Espaços de Comunicação Proprietários

Os criadores realmente possuem os Espaços que constroem, e estes Espaços existem como ativos on-chain.

Espaços Programáveis

Os espaços são implementados on-chain através de interfaces programáveis, permitindo regras personalizadas, como quem pode ler ou escrever. Eles também podem integrar-se a quaisquer contratos externos compatíveis com EVM.

Membro On-Chain com Taxas de Protocolo Incorporadas

Os utilizadores devem possuir um token de adesão válido para enviar e receber mensagens dentro de um Espaço. O preço da adesão inclui taxas de protocolo que contribuem para cobrir os custos de operação da rede.

Grafo Social On-Chain

Os tokens de associação e os Espaços são descobríveis na cadeia, formando uma estrutura transparente para a rede social.

Sistema de Reputação Escalável

Towns permite Espaços programáveis onde os membros podem manter pontuações de reputação peer-to-peer dentro de Espaços específicos. Estas pontuações também são visíveis on-chain.

Mensagens Criptografadas de Ponta a Ponta

Tecnologia avançada de criptografia garante comunicações seguras e privadas, protegendo mensagens compartilhadas entre o remetente e os utilizadores autorizados.

Tokenomics

De acordo com a documentação oficial, o token Towns é implementado na mainnet Ethereum com um fornecimento inicial de 10 bilhões de tokens. O token Towns serve para vários propósitos dentro do ecossistema do Protocolo Towns, incluindo delegar para operadores de nós, delegar para endereços do Espaço e participar na governança.

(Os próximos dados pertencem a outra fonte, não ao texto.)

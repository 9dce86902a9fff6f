//! REST-API gateway wire adapter: management calls use the classic
//! `/restapis/...` REST-JSON shape; anything else on this port is
//! treated as a deployed-API invocation and proxied to the wired
//! function via [`crate::services::lambda::LambdaService`].

use crate::error::ApiError;
use crate::Emulator;
use aws_data_core::error::{EmulatorError, Result};
use aws_data_core::fabric::Invoker;
use axum::{
    extract::State,
    http::{Method, StatusCode},
    response::{IntoResponse, Response},
    Json,
};
use serde_json::{json, Value};
use std::sync::Arc;

pub async fn handle_request(State(emulator): State<Arc<Emulator>>, method: Method, uri: axum::http::Uri, body: String) -> Response {
    let path = uri.path();
    let segments: Vec<&str> = path.trim_start_matches('/').split('/').filter(|s| !s.is_empty()).collect();

    let result = match segments.as_slice() {
        ["restapis"] if method == Method::GET => list_rest_apis(&emulator).await,
        ["restapis"] if method == Method::POST => create_rest_api(&emulator, &body).await,
        ["restapis", api_id] if method == Method::GET => get_rest_api(&emulator, api_id).await,
        ["restapis", api_id, "resources"] if method == Method::GET => list_resources(&emulator, api_id).await,
        ["restapis", api_id, "resources", parent_id] if method == Method::POST => create_resource(&emulator, api_id, parent_id, &body).await,
        ["restapis", api_id, "resources", resource_id, "methods", http_method] if method == Method::PUT => {
            put_method(&emulator, api_id, resource_id, http_method, &body).await
        }
        ["restapis", api_id, "resources", resource_id, "methods", http_method, "integration"] if method == Method::PUT => {
            put_integration(&emulator, api_id, resource_id, http_method, &body).await
        }
        ["restapis", api_id, "resources", resource_id, "methods", http_method, "integration"] if method == Method::GET => {
            get_integration(&emulator, api_id, resource_id, http_method).await
        }
        _ => return invoke_deployed_api(&emulator, &method, path, body).await,
    };

    match result {
        Ok(v) => Json(v).into_response(),
        Err(e) => ApiError::from(e).into_response(),
    }
}

async fn list_rest_apis(emulator: &Emulator) -> Result<Value> {
    let apis = emulator.apigateway.storage.list_rest_apis()?;
    let item: Vec<Value> = apis
        .into_iter()
        .map(|api| json!({ "id": api.id, "name": api.name, "description": api.description, "createdDate": api.created_at, "endpointConfiguration": { "types": [api.endpoint_type] } }))
        .collect();
    Ok(json!({ "item": item }))
}

async fn create_rest_api(emulator: &Emulator, body: &str) -> Result<Value> {
    let req: Value = serde_json::from_str(body).map_err(|e| EmulatorError::InvalidRequest(e.to_string()))?;
    let name = req["name"].as_str().ok_or_else(|| EmulatorError::InvalidArgument("Missing name".into()))?;
    let api = emulator.apigateway.storage.create_rest_api(name, req["description"].as_str())?;
    Ok(json!({ "id": api.id, "name": api.name, "description": api.description, "createdDate": api.created_at, "endpointConfiguration": { "types": [api.endpoint_type] } }))
}

async fn get_rest_api(emulator: &Emulator, api_id: &str) -> Result<Value> {
    let api = emulator.apigateway.storage.get_rest_api(api_id)?;
    Ok(json!({ "id": api.id, "name": api.name, "description": api.description, "createdDate": api.created_at, "endpointConfiguration": { "types": [api.endpoint_type] } }))
}

async fn list_resources(emulator: &Emulator, api_id: &str) -> Result<Value> {
    let resources = emulator.apigateway.storage.list_resources(api_id)?;
    let item: Vec<Value> = resources.into_iter().map(|r| json!({ "id": r.id, "parentId": r.parent_id, "pathPart": r.path_part, "path": r.path })).collect();
    Ok(json!({ "item": item }))
}

async fn create_resource(emulator: &Emulator, api_id: &str, parent_id: &str, body: &str) -> Result<Value> {
    let req: Value = serde_json::from_str(body).map_err(|e| EmulatorError::InvalidRequest(e.to_string()))?;
    let path_part = req["pathPart"].as_str().ok_or_else(|| EmulatorError::InvalidArgument("Missing pathPart".into()))?;
    let r = emulator.apigateway.storage.create_resource(api_id, parent_id, path_part)?;
    Ok(json!({ "id": r.id, "parentId": r.parent_id, "pathPart": r.path_part, "path": r.path }))
}

async fn put_method(emulator: &Emulator, api_id: &str, resource_id: &str, http_method: &str, body: &str) -> Result<Value> {
    let req: Value = serde_json::from_str(body).unwrap_or(json!({}));
    let auth_type = req["authorizationType"].as_str().unwrap_or("NONE");
    let m = emulator.apigateway.storage.put_method(api_id, resource_id, http_method, auth_type)?;
    Ok(json!({ "httpMethod": m.http_method, "authorizationType": m.authorization_type, "apiKeyRequired": m.api_key_required }))
}

async fn put_integration(emulator: &Emulator, api_id: &str, resource_id: &str, http_method: &str, body: &str) -> Result<Value> {
    let req: Value = serde_json::from_str(body).map_err(|e| EmulatorError::InvalidRequest(e.to_string()))?;
    let uri = req["uri"].as_str().ok_or_else(|| EmulatorError::InvalidArgument("Missing uri".into()))?;
    // `uri` is a Lambda invocation ARN-ish string; the function name is its last segment.
    let function_name = uri.rsplit(':').next().unwrap_or(uri).trim_end_matches("/invocations");
    emulator.apigateway.storage.put_integration(api_id, resource_id, http_method, function_name)?;
    Ok(json!({ "type": "AWS_PROXY", "uri": uri }))
}

async fn get_integration(emulator: &Emulator, api_id: &str, resource_id: &str, http_method: &str) -> Result<Value> {
    let function_name = emulator.apigateway.storage.get_integration(api_id, resource_id, http_method)?;
    Ok(json!({ "type": "AWS_PROXY", "functionName": function_name }))
}

/// A deployed API is invoked at `/{api_id}/{stage}/{proxy path...}`; this
/// is the `AWS_PROXY` integration the rest of the control plane assumes.
async fn invoke_deployed_api(emulator: &Emulator, method: &Method, path: &str, body: String) -> Response {
    let segments: Vec<&str> = path.trim_start_matches('/').split('/').filter(|s| !s.is_empty()).collect();
    let Some((api_id, rest)) = segments.split_first() else {
        return (StatusCode::NOT_FOUND, "Not Found").into_response();
    };
    let Some((_stage, proxy_segments)) = rest.split_first() else {
        return (StatusCode::NOT_FOUND, "Not Found").into_response();
    };
    let resource_path = format!("/{}", proxy_segments.join("/"));

    let resource = match emulator.apigateway.storage.find_resource_by_path(api_id, &resource_path) {
        Ok(Some(r)) => r,
        Ok(None) => return ApiError::from(EmulatorError::NotFound("Resource".into(), resource_path)).into_response(),
        Err(e) => return ApiError::from(e).into_response(),
    };

    let function_name = match emulator.apigateway.storage.get_integration(api_id, &resource.id, method.as_str()) {
        Ok(Some(name)) => name,
        Ok(None) => return ApiError::from(EmulatorError::NotFound("Integration".into(), method.to_string())).into_response(),
        Err(e) => return ApiError::from(e).into_response(),
    };

    let event = json!({
        "httpMethod": method.as_str(),
        "path": resource_path,
        "body": body,
        "isBase64Encoded": false,
    });

    match emulator.lambda.invoke(&function_name, event).await {
        Ok(payload) => Json(payload).into_response(),
        Err(e) => ApiError::from(e).into_response(),
    }
}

Os tokens da Towns podem ser delegados a operadores de nós, que são componentes-chave das operações da rede. Para receber a aprovação da DAO e começar as operações, um operador de nó deve atender a um limite mínimo de tokens delegados, garantindo que eles tenham participação suficiente no sucesso e na segurança da rede. A delegação pode ser feita diretamente para o endereço de um operador de nó ou para qualquer endereço Space válido dentro da rede. Os Spaces podem então redirecionar os tokens delegados recebidos para operadores de nós específicos, oferecendo flexibilidade nas estratégias de delegação.

Além da delegação e das operações de rede, o token Towns também desempenha um papel central na governança da Towns DAO. Os detentores de tokens podem participar no processo decisório e influenciar a direção e as políticas da DAO.

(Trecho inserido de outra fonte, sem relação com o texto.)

//! Workflow engine (component I) persistence: state machine
//! definitions and execution history. The ASL interpreter itself lives
//! in the control plane, which drives this module purely as a record
//! of what's been started and how it played out.

use super::StorageEngine;
use crate::error::{EmulatorError, Result};
use rusqlite::params;
use serde::{Deserialize, Serialize};

#[derive(Debug, Clone, Serialize, Deserialize)]
pub struct StateMachineRecord {
    pub name: String,
    pub arn: String,
    pub definition: serde_json::Value,
    pub role_arn: Option<String>,
    pub workflow_type: String,
    pub created_at: String,
}

#[derive(Debug, Clone, Serialize, Deserialize)]
pub struct ExecutionRecord {
    pub arn: String,
    pub state_machine_arn: String,
    pub name: String,
    pub status: String,
    pub input: serde_json::Value,
    pub output: Option<serde_json::Value>,
    pub error: Option<String>,
    pub cause: Option<String>,
    pub started_at: String,
    pub stopped_at: Option<String>,
    pub history: Vec<serde_json::Value>,
}

impl StorageEngine {
    pub fn create_state_machine(&self, name: &str, definition: serde_json::Value, role_arn: Option<&str>, workflow_type: &str) -> Result<StateMachineRecord> {
        let arn = format!("arn:aws:states:{}:{}:stateMachine:{}", self.region, self.account_id, name);
        let now = Self::now_rfc3339();
        let conn = self.get_connection()?;
        conn.execute(
            "INSERT INTO sf_state_machines (name, arn, definition, role_arn, workflow_type, created_at) VALUES (?1, ?2, ?3, ?4, ?5, ?6)",
            params![name, arn, definition.to_string(), role_arn, workflow_type, now],
        )
        .map_err(|e| {
            if e.to_string().contains("UNIQUE constraint") {
                EmulatorError::AlreadyExists(format!("state machine {name} already exists"))
            } else {
                EmulatorError::Database(e.to_string())
            }
        })?;
        Ok(StateMachineRecord { name: name.to_string(), arn, definition, role_arn: role_arn.map(str::to_string), workflow_type: workflow_type.to_string(), created_at: now })
    }

    pub fn describe_state_machine(&self, arn: &str) -> Result<StateMachineRecord> {
        let conn = self.get_connection()?;
        conn.query_row(
            "SELECT name, arn, definition, role_arn, workflow_type, created_at FROM sf_state_machines WHERE arn = ?1",
            params![arn],
            row_to_state_machine,
        )
        .map_err(|_| EmulatorError::StateMachineDoesNotExist(arn.to_string()))
    }

    pub fn state_machine_by_name(&self, name: &str) -> Result<StateMachineRecord> {
        let conn = self.get_connection()?;
        conn.query_row(
            "SELECT name, arn, definition, role_arn, workflow_type, created_at FROM sf_state_machines WHERE name = ?1",
            params![name],
            row_to_state_machine,
        )
        .map_err(|_| EmulatorError::StateMachineDoesNotExist(name.to_string()))
    }

    pub fn list_state_machines(&self) -> Result<Vec<StateMachineRecord>> {
        let conn = self.get_connection()?;
        let mut stmt = conn.prepare("SELECT name, arn, definition, role_arn, workflow_type, created_at FROM sf_state_machines ORDER BY name")?;
        let rows = stmt.query_map([], row_to_state_machine)?;
        rows.collect::<std::result::Result<Vec<_>, _>>().map_err(Into::into)
    }

    pub fn delete_state_machine(&self, arn: &str) -> Result<()> {
        let conn = self.get_connection()?;
        let changed = conn.execute("DELETE FROM sf_state_machines WHERE arn = ?1", params![arn])?;
        if changed == 0 {
            return Err(EmulatorError::StateMachineDoesNotExist(arn.to_string()));
        }
        Ok(())
    }

    pub fn start_execution(&self, state_machine_arn: &str, name: &str, input: serde_json::Value) -> Result<ExecutionRecord> {
        let arn = format!("{}:execution:{}", state_machine_arn.replace(":stateMachine:", ":execution:"), name);
        let now = Self::now_rfc3339();
        let conn = self.get_connection()?;
        conn.execute(
            "INSERT INTO sf_executions (arn, state_machine_arn, name, status, input, output, error, cause, started_at, stopped_at, history)
             VALUES (?1, ?2, ?3, 'RUNNING', ?4, NULL, NULL, NULL, ?5, NULL, '[]')",
            params![arn, state_machine_arn, name, input.to_string(), now],
        )
        .map_err(|e| {
            if e.to_string().contains("UNIQUE constraint") {
                EmulatorError::AlreadyExists(format!("execution {name} already exists"))
            } else {
                EmulatorError::Database(e.to_string())
            }
        })?;
        Ok(ExecutionRecord {
            arn,
            state_machine_arn: state_machine_arn.to_string(),
            name: name.to_string(),
            status: "RUNNING".into(),
            input,
            output: None,
            error: None,
            cause: None,
            started_at: now,
            stopped_at: None,
            history: vec![],
        })
    }

    pub fn append_history(&self, execution_arn: &str, event: serde_json::Value) -> Result<()> {
        let mut record = self.describe_execution(execution_arn)?;
        record.history.push(event);
        let conn = self.get_connection()?;
        conn.execute(
            "UPDATE sf_executions SET history = ?1 WHERE arn = ?2",
            params![serde_json::to_string(&record.history)?, execution_arn],
        )?;
        Ok(())
    }

    pub fn finish_execution(&self, execution_arn: &str, status: &str, output: Option<serde_json::Value>, error: Option<&str>, cause: Option<&str>) -> Result<()> {
        let now = Self::now_rfc3339();
        let conn = self.get_connection()?;
        let changed = conn.execute(
            "UPDATE sf_executions SET status = ?1, output = ?2, error = ?3, cause = ?4, stopped_at = ?5 WHERE arn = ?6",
            params![status, output.map(|o| o.to_string()), error, cause, now, execution_arn],
        )?;
        if changed == 0 {
            return Err(EmulatorError::ExecutionDoesNotExist(execution_arn.to_string()));
        }
        Ok(())
    }

    pub fn describe_execution(&self, arn: &str) -> Result<ExecutionRecord> {
        let conn = self.get_connection()?;
        conn.query_row(
            "SELECT arn, state_machine_arn, name, status, input, output, error, cause, started_at, stopped_at, history FROM sf_executions WHERE arn = ?1",
            params![arn],
            row_to_execution,
        )
        .map_err(|_| EmulatorError::ExecutionDoesNotExist(arn.to_string()))
    }

    pub fn list_executions(&self, state_machine_arn: &str, status_filter: Option<&str>) -> Result<Vec<ExecutionRecord>> {
        let conn = self.get_connection()?;
        let mut stmt = conn.prepare(
            "SELECT arn, state_machine_arn, name, status, input, output, error, cause, started_at, stopped_at, history
             FROM sf_executions WHERE state_machine_arn = ?1 ORDER BY started_at DESC",
        )?;
        let rows = stmt
            .query_map(params![state_machine_arn], row_to_execution)?
            .collect::<std::result::Result<Vec<_>, _>>()?;
        Ok(match status_filter {
            Some(s) => rows.into_iter().filter(|e| e.status == s).collect(),
            None => rows,
        })
    }
}

fn row_to_state_machine(row: &rusqlite::Row) -> rusqlite::Result<StateMachineRecord> {
    let definition_json: String = row.get(2)?;
    Ok(StateMachineRecord {
        name: row.get(0)?,
        arn: row.get(1)?,
        definition: serde_json::from_str(&definition_json).unwrap_or(serde_json::json!({})),
        role_arn: row.get(3)?,
        workflow_type: row.get(4)?,
        created_at: row.get(5)?,
    })
}

fn row_to_execution(row: &rusqlite::Row) -> rusqlite::Result<ExecutionRecord> {
    let input_json: String = row.get(4)?;
    let output_json: Option<String> = row.get(5)?;
    let history_json: String = row.get(10)?;
    Ok(ExecutionRecord {
        arn: row.get(0)?,
        state_machine_arn: row.get(1)?,
        name: row.get(2)?,
        status: row.get(3)?,
        input: serde_json::from_str(&input_json).unwrap_or(serde_json::json!({})),
        output: output_json.and_then(|s| serde_json::from_str(&s).ok()),
        error: row.get(6)?,
        cause: row.get(7)?,
        started_at: row.get(8)?,
        stopped_at: row.get(9)?,
        history: serde_json::from_str(&history_json).unwrap_or_default(),
    })
}

#[cfg(test)]
mod tests {
    use super::*;

    fn engine() -> StorageEngine {
        StorageEngine::in_memory("000000000000", "us-east-1").unwrap()
    }

    #[test]
    fn start_append_history_and_finish() {
        let engine = engine();
        let sm = engine.create_state_machine("sm", serde_json::json!({"StartAt": "A"}), None, "STANDARD").unwrap();
        let exec = engine.start_execution(&sm.arn, "run1", serde_json::json!({"x": 1})).unwrap();
        engine.append_history(&exec.arn, serde_json::json!({"type": "ExecutionStarted"})).unwrap();
        engine.finish_execution(&exec.arn, "SUCCEEDED", Some(serde_json::json!({"y": 2})), None, None).unwrap();

        let record = engine.describe_execution(&exec.arn).unwrap();
        assert_eq!(record.status, "SUCCEEDED");
        assert_eq!(record.history.len(), 1);
        assert_eq!(record.output.unwrap(), serde_json::json!({"y": 2}));
    }

    #[test]
    fn list_executions_filters_by_status() {
        let engine = engine();
        let sm = engine.create_state_machine("sm", serde_json::json!({}), None, "STANDARD").unwrap();
        let e1 = engine.start_execution(&sm.arn, "r1", serde_json::json!({})).unwrap();
        engine.start_execution(&sm.arn, "r2", serde_json::json!({})).unwrap();
        engine.finish_execution(&e1.arn, "SUCCEEDED", None, None, None).unwrap();

        let running = engine.list_executions(&sm.arn, Some("RUNNING")).unwrap();
        assert_eq!(running.len(), 1);
        assert_eq!(running[0].name, "r2");
    }
}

Em termos de inflação, o token da Towns segue uma taxa de inflação anual inicial de 8%, que diminui linearmente ao longo de 20 anos para uma taxa terminal de 2%. As recompensas da inflação são distribuídas quinzenalmente a todos os operadores de nós ativos. A fórmula para a recompensa de cada período é: (Taxa de Inflação Anual / 26).

Em relação às taxas de distribuição de recompensas, cada operador de nó pode definir a sua própria percentagem de taxa de serviço. Esta taxa é deduzida da recompensa total por inflação alocada a esse operador de nó para o período. A recompensa restante é então distribuída proporcionalmente aos delegadores do nó. A Gate também lançará a sua funcionalidade de staking no futuro.

Neste momento, não há informações sobre possíveis airdrops.

Resumo

O CEO do Protocolo Towns é Ben Rubin, um empreendedor experiente mais conhecido como o co-fundador e CEO da popular aplicação social de vídeo Houseparty e da aplicação de transmissão ao vivo Meerkat.


(Rubin no meio)

Rubin é reconhecido pelo seu trabalho na construção de comunidades online inovadoras e ferramentas de comunicação em tempo real. A sua carreira tem-se focado em utilizar a tecnologia para melhorar a ligação e interação dos utilizadores.

De acordo com fontes oficiais, Towns atualmente tem perto de um milhão de membros, e os gastos dos consumidores através das conversas no Space excederam os $500,000. A receita do protocolo também tem crescido constantemente desde o início do ano.

O setor social da Web3 viu numerosos protocolos brilharem brevemente - lançando com grandes visões de disrupção, apenas para desaparecer rapidamente devido a gargalos técnicos, atrito de usuários ou ecossistemas fechados. Em meio a um mercado de criptomoedas lento, atrair usuários para criar e participar de chats em grupo - e, mais importante, fazê-los permanecer - continua a ser um desafio fundamental que todos os protocolos sociais devem enfrentar.